## Description of the task
Filter the lines below, keeping each one that holds "ResolvedStyle".

(Record extracts Opens)

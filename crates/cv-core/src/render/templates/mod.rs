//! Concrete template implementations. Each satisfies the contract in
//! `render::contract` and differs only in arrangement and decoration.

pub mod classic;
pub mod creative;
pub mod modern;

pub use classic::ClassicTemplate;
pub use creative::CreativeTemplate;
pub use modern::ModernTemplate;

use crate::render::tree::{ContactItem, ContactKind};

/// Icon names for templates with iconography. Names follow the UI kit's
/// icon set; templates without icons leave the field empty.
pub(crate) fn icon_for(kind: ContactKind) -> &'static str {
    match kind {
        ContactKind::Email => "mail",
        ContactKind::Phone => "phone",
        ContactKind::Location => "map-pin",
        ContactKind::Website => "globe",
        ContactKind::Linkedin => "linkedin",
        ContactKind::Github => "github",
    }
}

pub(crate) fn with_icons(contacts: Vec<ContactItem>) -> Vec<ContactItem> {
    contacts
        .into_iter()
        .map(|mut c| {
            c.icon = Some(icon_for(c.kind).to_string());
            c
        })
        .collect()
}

(Record extracts Closes)
(Record extracts Opens)

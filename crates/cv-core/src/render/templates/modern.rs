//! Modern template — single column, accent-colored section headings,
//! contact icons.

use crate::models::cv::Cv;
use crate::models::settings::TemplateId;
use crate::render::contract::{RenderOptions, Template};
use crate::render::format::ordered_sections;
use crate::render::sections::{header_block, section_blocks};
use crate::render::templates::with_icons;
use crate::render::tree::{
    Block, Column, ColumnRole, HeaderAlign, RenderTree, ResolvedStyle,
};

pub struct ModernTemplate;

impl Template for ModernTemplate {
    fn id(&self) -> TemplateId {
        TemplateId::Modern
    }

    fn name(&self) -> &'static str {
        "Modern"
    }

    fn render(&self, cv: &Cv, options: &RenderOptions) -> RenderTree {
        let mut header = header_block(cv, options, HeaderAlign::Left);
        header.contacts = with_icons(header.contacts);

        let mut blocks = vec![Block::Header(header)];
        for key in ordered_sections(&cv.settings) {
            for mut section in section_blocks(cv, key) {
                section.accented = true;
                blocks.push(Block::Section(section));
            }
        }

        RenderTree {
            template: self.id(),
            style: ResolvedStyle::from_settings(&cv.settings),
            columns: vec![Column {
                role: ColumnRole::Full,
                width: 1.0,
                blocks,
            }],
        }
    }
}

(Record extracts Closes)

## Answer for this exercise
    Block, Column, ColumnRole, HeaderAlign, RenderTree, ResolvedStyle,
            style: ResolvedStyle::from_settings(&cv.settings),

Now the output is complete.